The project uses Jest for unit and integration testing. Tests cover all API endpoints, WebSocket signaling flows, and the telemetry system, ensuring that correct events are emitted for each action.

To run the tests:

npm test

Cleanup Service Configuration

No extra setup is required: the cleanup service starts with the application, runs once immediately, and then on a fixed schedule.

  • Retention window: 24 hours. Defined in src/cleanupService.js as TWENTY_FOUR_HOURS_IN_MS.
  • Schedule: Every 60 minutes by default in this repo. This is set in server.js by calling startCleanupService(60).
  • To change the schedule, adjust the argument to startCleanupService(...). To change retention, update the constant in cleanupService.js.

Advanced notes:

  • The cleanup service uses UploadThing's API to delete files. If that API call fails, database records are not removed, ensuring consistency with what's actually stored remotely.
  • If you start the server with --noDB, DB initialisation is skipped and the cleanup job will no-op (with a log message).

Deployment

This server is designed to be lightweight and stateless, making it easy to deploy on platforms like Render, Heroku, or any service that supports Node.js.

The live version is currently deployed on Render.

Required Environment Variables for Production

Set these in your hosting provider's dashboard:

  • NODE_ENV: Set to production.
  • UPLOADTHING_TOKEN: Your secret key from the UploadThing service.
  • LOG_ACCESS_KEY: Your chosen secret key for accessing the logs.
  • PUBLIC_SERVER_URL: The public URL of your deployed server (e.g., https://your-app-name.onrender.com). Required for UploadThing's callback to function correctly.
  • DATABASE_URL: PostgreSQL connection string. Required to persist preview metadata and enable the automated cleanup service. Without it, the cleanup job will skip and preview files will not be removed automatically.
  • CLOUDFLARE_TURN_TOKEN_ID: (Highly Recommended) Your TURN Token ID from the Cloudflare dashboard.
  • CLOUDFLARE_API_TOKEN: (Highly Recommended) A Cloudflare API token with "RTC" read permissions.
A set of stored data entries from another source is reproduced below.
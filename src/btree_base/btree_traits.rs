use std::fmt::Debug;
use std::{marker::PhantomData, mem::size_of};

/// Strict-weak-order predicate injected into the tree. The engine derives
/// every other comparison (equal, less-equal, ...) from `less`.
pub trait KeyComparator<T>: Clone + Debug {
    fn new() -> Self;
    fn less(&self, lhs: &T, rhs: &T) -> bool;
}

pub trait BTreeTraits: Clone + Debug {
    /// Upper bound on keys per node, usually derived from a target node
    /// byte size. Larger nodes mean a shallower tree but more per-node
    /// shifting on insert/erase.
    const NODE_SLOTS: usize;
    /// Nodes whose key array is larger than this many bytes are searched
    /// with binary search, smaller ones with a linear scan.
    const BINSEARCH_THRESHOLD: usize;
}

#[derive(Clone, Debug)]
pub struct DefaultBTreeTraits<K: Clone + Debug> {
    _k: PhantomData<K>,
}

const fn _max(a: usize, b: usize) -> usize {
    [a, b][(a < b) as usize]
}

impl<K: Clone + Debug> BTreeTraits for DefaultBTreeTraits<K> {
    const NODE_SLOTS: usize = _max(8, 256 / size_of::<K>());
    const BINSEARCH_THRESHOLD: usize = 256;
}

pub trait BTreeParams: Clone + Debug {
    type KeyType: Clone + Debug;
    type KeyCompareType: KeyComparator<Self::KeyType>;
    type Traits: BTreeTraits;
    const SLOTMAX: usize;
    const SLOTMIN: usize;
    /// Multi policy keeps equal keys; unique policy rejects them.
    const ALLOW_DUPLICATE: bool;
    /// Run the full invariant check after every mutation.
    const SELF_VERIFY: bool;
}

#[derive(Clone, Debug)]
pub struct _BTree<TKey, TCompare, TTraits, const MULTI: bool, const VERIFY: bool = false>
where
    TKey: Clone + Debug,
    TTraits: BTreeTraits,
{
    _phantom_key: PhantomData<TKey>,
    _phantom_compare: PhantomData<TCompare>,
    _phantom_traits: PhantomData<TTraits>,
}

impl<TKey, TCompare, TTraits, const MULTI: bool, const VERIFY: bool> BTreeParams
    for _BTree<TKey, TCompare, TTraits, MULTI, VERIFY>
where
    TKey: Clone + Debug,
    TCompare: KeyComparator<TKey>,
    TTraits: BTreeTraits,
{
    type KeyType = TKey;
    type KeyCompareType = TCompare;
    type Traits = TTraits;
    const SLOTMAX: usize = TTraits::NODE_SLOTS;
    const SLOTMIN: usize = TTraits::NODE_SLOTS / 2;
    const ALLOW_DUPLICATE: bool = MULTI;
    const SELF_VERIFY: bool = VERIFY;
}

#[cfg(test)]
#[test]
fn test_btree_traits() {
    assert_eq!(DefaultBTreeTraits::<u64>::NODE_SLOTS, 32);
    assert_eq!(DefaultBTreeTraits::<u8>::NODE_SLOTS, 256);
    assert_eq!(DefaultBTreeTraits::<[u8; 64]>::NODE_SLOTS, 8);
    assert_eq!(DefaultBTreeTraits::<u64>::BINSEARCH_THRESHOLD, 256);
}
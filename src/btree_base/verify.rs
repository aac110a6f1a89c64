use bitmask_enum::bitmask;

use super::{btree::BTree, btree_traits::BTreeParams, node::Node};

/// Selects which structural invariants [`BTree::verify_with`] asserts.
#[bitmask(u8)]
pub enum CheckFlags {
    /// Keys sorted within each node and bounded by the separators above.
    Order = 1,
    /// `SLOTMIN <= count <= SLOTMAX` for every non-root node.
    Occupancy = 2,
    /// All leaves at level 0 and every parent one level above its children.
    Balance = 4,
    /// Size and node counters match a full walk.
    Counts = 8,
}

/// Whole-tree invariant checking. A violation is a bug in the engine,
/// not a runtime condition, so every check is a plain `assert!`.
impl<P: BTreeParams> BTree<P> {
    pub fn verify(&self) {
        self.verify_with(
            CheckFlags::Order | CheckFlags::Occupancy | CheckFlags::Balance | CheckFlags::Counts,
        );
    }

    pub fn verify_with(&self, checks: CheckFlags) {
        if self.root_.is_null() {
            assert_eq!(self.stats_.size, 0, "empty tree must report size 0");
            return;
        }

        assert!(unsafe { &*self.root_ }.is_root());

        let mut keys = 0usize;
        let mut leaves = 0usize;
        let mut inner_nodes = 0usize;
        self.verify_node(
            self.root_,
            None,
            None,
            checks,
            &mut keys,
            &mut leaves,
            &mut inner_nodes,
        );

        if checks.contains(CheckFlags::Counts) {
            assert_eq!(keys, self.stats_.size, "size counter out of sync");
            assert_eq!(leaves, self.stats_.leaves, "leaf counter out of sync");
            assert_eq!(
                inner_nodes, self.stats_.inner_nodes,
                "inner node counter out of sync"
            );
        }
    }

    #[allow(clippy::too_many_arguments)]
    fn verify_node(
        &self,
        n: *mut Node<P>,
        lo: Option<&P::KeyType>,
        hi: Option<&P::KeyType>,
        checks: CheckFlags,
        keys: &mut usize,
        leaves: &mut usize,
        inner_nodes: &mut usize,
    ) {
        let node = unsafe { &*n };
        *keys += node.keys.len();
        if node.is_leaf() {
            *leaves += 1;
        } else {
            *inner_nodes += 1;
        }

        if checks.contains(CheckFlags::Occupancy) {
            if node.is_root() {
                assert!(!node.keys.is_empty(), "live root must hold a key");
            } else {
                assert!(node.keys.len() >= P::SLOTMIN, "node underflow");
            }
            assert!(node.keys.len() <= P::SLOTMAX, "node overflow");
        }

        if checks.contains(CheckFlags::Order) {
            for w in node.keys.windows(2) {
                assert!(!self.key_less(&w[1], &w[0]), "keys out of order");
                if !P::ALLOW_DUPLICATE {
                    assert!(self.key_less(&w[0], &w[1]), "duplicate in unique tree");
                }
            }
            for k in &node.keys {
                if let Some(lo) = lo {
                    assert!(!self.key_less(k, lo), "key below left separator");
                    if !P::ALLOW_DUPLICATE {
                        assert!(self.key_less(lo, k), "key equals left separator");
                    }
                }
                if let Some(hi) = hi {
                    assert!(!self.key_less(hi, k), "key above right separator");
                    if !P::ALLOW_DUPLICATE {
                        assert!(self.key_less(k, hi), "key equals right separator");
                    }
                }
            }
        }

        if node.is_leaf() {
            assert!(node.children.is_empty());
            if checks.contains(CheckFlags::Balance) {
                assert_eq!(node.level, 0, "leaf not at level 0");
            }
            return;
        }

        assert_eq!(node.children.len(), node.keys.len() + 1);
        for i in 0..node.children.len() {
            let c = node.children[i];
            let child = unsafe { &*c };
            assert_eq!(child.parent, n, "stale parent back-reference");
            assert_eq!(child.position as usize, i, "stale position back-reference");
            if checks.contains(CheckFlags::Balance) {
                assert_eq!(child.level + 1, node.level, "uneven subtree height");
            }

            let child_lo = if i > 0 { Some(node.key(i - 1)) } else { lo };
            let child_hi = if i < node.keys.len() {
                Some(node.key(i))
            } else {
                hi
            };
            self.verify_node(c, child_lo, child_hi, checks, keys, leaves, inner_nodes);
        }
    }
}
This ensures maximum connection success for users behind firewalls.

Origin Security and Previews

  • Allowed origins are strictly enforced in production via a static allow-list and a regex for Vercel preview URLs.
  • For local development, use --allow-local-port=PORT to dynamically allow http://localhost:PORT and http://127.0.0.1:PORT.

Monitoring and Logs

  • /logs?key=... returns the most recent in-memory log lines. Use your LOG_ACCESS_KEY to access it.
  • The server produces structured JSON logs for all key events. Look for FLIGHT STORY COMPLETE log entries, which contain a detailed JSON object summarizing an entire peer-to-peer session, including participants, duration, and key statistics.
  • The cleanup service logs each run, including:
    • Whether DB is available.
    • How many files were found for deletion.
    • Success/failure of UploadThing deletions.
    • How many DB records were pruned.

License

This project is licensed under the GPLv3. See the LICENSE file for more information.

About

This repository contains the backend service for DropSilk. Its primary role is to act as a WebRTC signaling server, also known as a "rendezvous" or "matchmaking" service. It uses WebSockets to help two DropSilk clients find each other and exchange the necessary metadata to establish a direct, peer-to-peer connection.